Follow that for 4-6 weeks. Use your results to calculate your average weekly weight change. (If you're female, adult, and not yet in menopause, compare weight at the same relative point in at least two different monthly cycles.)
Compare your actual loss rate to the loss rate you told MFP you wanted. If it's significantly different, adjust your calorie goal. (Use the assumption that 500 calories daily is one pound a week, and use arithmetic to account for fractions.)
Don't try to lose weight faster than 0.5%-1% of your current weight per week, for best health, appearance and body composition (fat vs. muscle) results. Choose something more like 0.5% per week unless you're severely obese, and under close medical supervision for nutritional deficiencies or health complications.
That would be my advice, based on both reading and personal experience. (I have lost around 1/3 of my body weight, obese to a healthy weight, and stayed at a healthy weight for around 7 years since, after previous decades of overweight/obesity, if that matters.)3 -
How many calories below the standard required does the body still lose weight at please?

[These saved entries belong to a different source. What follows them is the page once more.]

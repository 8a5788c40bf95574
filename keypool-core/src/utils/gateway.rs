use std::sync::Arc;

use axum::body::Bytes;
use axum::extract::{FromRequest, Json, Request};
use secrecy::SecretString;
use serde::de::DeserializeOwned;
use tokio_util::sync::CancellationToken;
use tokio_util::task::TaskTracker;
use tracing::instrument;

use crate::config::{BucketStoreBackend, Config};
use crate::db::memory::MemoryBucketStore;
use crate::db::postgres::PostgresConnectionInfo;
use crate::db::valkey::{ValkeyBucketStore, ValkeyConnectionInfo};
use crate::db::{BucketQueries, DisabledBucketQueries, KeyRecordQueries};
use crate::error::{Error, ErrorDetails};
use crate::pool::KeyPool;
use crate::tasks::spawn_background_tasks;

pub const VALKEY_URL_ENV_VAR: &str = "KEYPOOL_VALKEY_URL";
pub const POSTGRES_URL_ENV_VAR: &str = "KEYPOOL_POSTGRES_URL";

/// State for the API
#[derive(Clone)]
pub struct AppStateData {
    pub config: Arc<Config>,
    pub pool: KeyPool,
    pub valkey_connection_info: ValkeyConnectionInfo,
    pub postgres_connection_info: PostgresConnectionInfo,
    /// Background maintenance tasks, awaited on shutdown
    pub deferred_tasks: TaskTracker,
}
pub type AppState = axum::extract::State<AppStateData>;

/// Owns the app state and stops the background tasks when dropped.
pub struct GatewayHandle {
    pub app_state: AppStateData,
    pub cancel_token: CancellationToken,
}

impl Drop for GatewayHandle {
    fn drop(&mut self) {
        self.cancel_token.cancel();
    }
}

impl GatewayHandle {
    /// Connects to the configured stores and starts the background tasks.
    pub async fn new(config: Arc<Config>) -> Result<Self, Error> {
        let valkey_url = std::env::var(VALKEY_URL_ENV_VAR).ok();
        let postgres_url = std::env::var(POSTGRES_URL_ENV_VAR)
            .ok()
            .map(SecretString::from);

        let valkey_connection_info = match (config.bucket_store.backend, valkey_url) {
            _ if !config.token_bucket.enabled => {
                tracing::info!("Token buckets are disabled, so keys are selected uniformly at random");
                ValkeyConnectionInfo::new_disabled()
            }
            (BucketStoreBackend::Memory, _) => ValkeyConnectionInfo::new_disabled(),
            (BucketStoreBackend::Valkey | BucketStoreBackend::Auto, Some(url)) => {
                ValkeyConnectionInfo::new(&url).await?
            }
            (BucketStoreBackend::Valkey, None) => {
                return Err(Error::new(ErrorDetails::Config {
                    message: format!(
                        "`bucket_store.backend` is `valkey`, but `{VALKEY_URL_ENV_VAR}` is not set"
                    ),
                }));
            }
            (BucketStoreBackend::Auto, None) => {
                tracing::warn!(
                    "`{VALKEY_URL_ENV_VAR}` is not set, so token buckets are kept in process memory. Replicas will not share rate limits."
                );
                ValkeyConnectionInfo::new_disabled()
            }
        };

        let postgres_connection_info = match postgres_url {
            Some(url) => PostgresConnectionInfo::new(&url).await?,
            None => {
                tracing::warn!(
                    "`{POSTGRES_URL_ENV_VAR}` is not set, so no key records can be read and every selection will fail."
                );
                PostgresConnectionInfo::new_disabled()
            }
        };

        let store: Arc<dyn BucketQueries> = match valkey_connection_info {
            _ if !config.token_bucket.enabled => Arc::new(DisabledBucketQueries),
            ValkeyConnectionInfo::Enabled { .. } => Arc::new(ValkeyBucketStore::new(
                valkey_connection_info.clone(),
                &config.bucket_store,
            )),
            ValkeyConnectionInfo::Disabled => {
                Arc::new(MemoryBucketStore::new(config.bucket_store.bucket_ttl()))
            }
        };
        let key_records: Arc<dyn KeyRecordQueries> = Arc::new(postgres_connection_info.clone());

        let handle = Self::new_with_parts(
            config,
            store,
            key_records,
            valkey_connection_info,
            postgres_connection_info,
        );
        spawn_background_tasks(
            &handle.app_state.pool,
            &handle.app_state.config,
            &handle.app_state.deferred_tasks,
            &handle.cancel_token,
        );
        Ok(handle)
    }

    /// Builds the state around already-constructed stores. No background tasks are started.
    pub fn new_with_parts(
        config: Arc<Config>,
        store: Arc<dyn BucketQueries>,
        key_records: Arc<dyn KeyRecordQueries>,
        valkey_connection_info: ValkeyConnectionInfo,
        postgres_connection_info: PostgresConnectionInfo,
    ) -> Self {
        let pool = KeyPool::new(store, key_records, &config);
        Self {
            app_state: AppStateData {
                config,
                pool,
                valkey_connection_info,
                postgres_connection_info,
                deferred_tasks: TaskTracker::new(),
            },
            cancel_token: CancellationToken::new(),
        }
    }

    /// Stops the background tasks and waits for them to finish.
    pub async fn shutdown(&self) {
        self.cancel_token.cancel();
        self.app_state.deferred_tasks.close();
        self.app_state.deferred_tasks.wait().await;
    }
}

/// Custom Axum extractor that validates the JSON body and deserializes it into a custom type
///
/// When this extractor is present, we don't check if the `Content-Type` header is `application/json`,
/// and instead simply assume that the request body is a JSON object.
pub struct StructuredJson<T>(pub T);

impl<S, T> FromRequest<S> for StructuredJson<T>
where
    S: Send + Sync,
    T: Send + Sync + DeserializeOwned,
{
    type Rejection = Error;

    #[instrument(skip_all, level = "trace", name = "StructuredJson::from_request")]
    async fn from_request(req: Request, state: &S) -> Result<Self, Self::Rejection> {
        // Retrieve the request body as Bytes before deserializing it
        let bytes = Bytes::from_request(req, state).await.map_err(|e| {
            Error::new(ErrorDetails::InvalidRequest {
                message: format!("{} ({})", e, e.status()),
            })
        })?;

        // An empty body means "all defaults"
        let value = if bytes.is_empty() {
            serde_json::Value::Object(serde_json::Map::new())
        } else {
            Json::<serde_json::Value>::from_bytes(&bytes)
                .map_err(|e| {
                    Error::new(ErrorDetails::InvalidRequest {
                        message: format!("{} ({})", e, e.status()),
                    })
                })?
                .0
        };

        // Now use `serde_path_to_error::deserialize` to attempt deserialization into `T`
        let deserialized: T = serde_path_to_error::deserialize(&value).map_err(|e| {
            Error::new(ErrorDetails::InvalidRequest {
                message: e.to_string(),
            })
        })?;

        Ok(StructuredJson(deserialized))
    }
}

#[cfg(test)]
mod tests {
    use std::time::Duration;

    use axum::body::Body;
    use serde::Deserialize;

    use super::*;
    use crate::db::InMemoryKeyRecords;

    #[derive(Debug, Deserialize)]
    #[serde(deny_unknown_fields)]
    struct CountBody {
        #[serde(default)]
        count: u32,
    }

    async fn extract(body: &'static str) -> Result<StructuredJson<CountBody>, Error> {
        let request = axum::http::Request::builder()
            .method("POST")
            .uri("/")
            .body(Body::from(body))
            .unwrap();
        StructuredJson::<CountBody>::from_request(request, &()).await
    }

    #[tokio::test]
    async fn test_structured_json_reports_path_of_bad_field() {
        assert_eq!(extract(r#"{"count": 3}"#).await.unwrap().0.count, 3);
        assert_eq!(extract("").await.unwrap().0.count, 0);

        let err = extract(r#"{"count": "three"}"#).await.err().unwrap();
        assert!(matches!(
            err.get_details(),
            ErrorDetails::InvalidRequest { .. }
        ));
        assert!(err.to_string().contains("count"), "{err}");

        let err = extract("{not json").await.err().unwrap();
        assert_eq!(err.status_code(), axum::http::StatusCode::BAD_REQUEST);
    }

    #[tokio::test]
    async fn test_shutdown_waits_for_background_tasks() {
        let handle = GatewayHandle::new_with_parts(
            Arc::new(Config::default()),
            Arc::new(MemoryBucketStore::new(Duration::from_secs(3600))),
            Arc::new(InMemoryKeyRecords::with_active([1])),
            ValkeyConnectionInfo::new_disabled(),
            PostgresConnectionInfo::new_disabled(),
        );
        spawn_background_tasks(
            &handle.app_state.pool,
            &handle.app_state.config,
            &handle.app_state.deferred_tasks,
            &handle.cancel_token,
        );
        assert_eq!(handle.app_state.deferred_tasks.len(), 1);
        handle.shutdown().await;
        assert!(handle.app_state.deferred_tasks.is_empty());
    }
}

You lose weight if you expend more energy than you consume. This is also called keeping "calories in" less than "calories out." Theoretically, if you eat one calorie less each day than you burn, you will lose fat. It would take you ten years to lose a pound, so that's just silly.
A deficit of 3500 calories should lead to a loss of one pound of fat. You can do that over time.
You can use the "Guided Setup" here on MFP to develop a good calorie goal. If you tell MFP you want to lose a half pound per week, it will give you a calorie budget that, before you do any exercise, will have a 250 calorie per day deficit. Technically, you could eat OVER this amount and still lose weight as long as you ate less than 250 calories over it. It also takes some experimentation because these numbers are based on population averages.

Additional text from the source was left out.